Top of Exercise input

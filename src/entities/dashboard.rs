use chrono::{DateTime, Utc};
use serde::{Deserialize, Serialize};

#[derive(Clone, Debug, Default, PartialEq, Serialize, Deserialize)]
pub struct StatusCounts {
    pub pending: usize,
    pub approved: usize,
    pub rejected: usize,
}

#[derive(Clone, Debug, PartialEq, Serialize, Deserialize)]
pub struct ClubApplicationCounts {
    pub club_id: String,
    pub club_name: String,
    #[serde(flatten)]
    pub counts: StatusCounts,
}

#[derive(Clone, Debug, PartialEq, Serialize, Deserialize)]
pub struct DashboardStats {
    pub total_clubs: usize,
    #[serde(flatten)]
    pub applications: StatusCounts,
    pub clubs: Vec<ClubApplicationCounts>,
}

/// One row of the approved member export.
#[derive(Clone, Debug, PartialEq, Serialize, Deserialize)]
pub struct MemberExportRow {
    pub full_name: String,
    pub email: String,
    pub phone_number: String,
    pub gender: String,
    pub club_name: String,
    pub join_date: DateTime<Utc>,
}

Bottom of Exercise input

**What the exercise asks:** Find the lines of the listing above that hold "StatusCounts". Please copy them.

**Response to the exercise:**
pub struct StatusCounts {
    pub counts: StatusCounts,
    pub applications: StatusCounts,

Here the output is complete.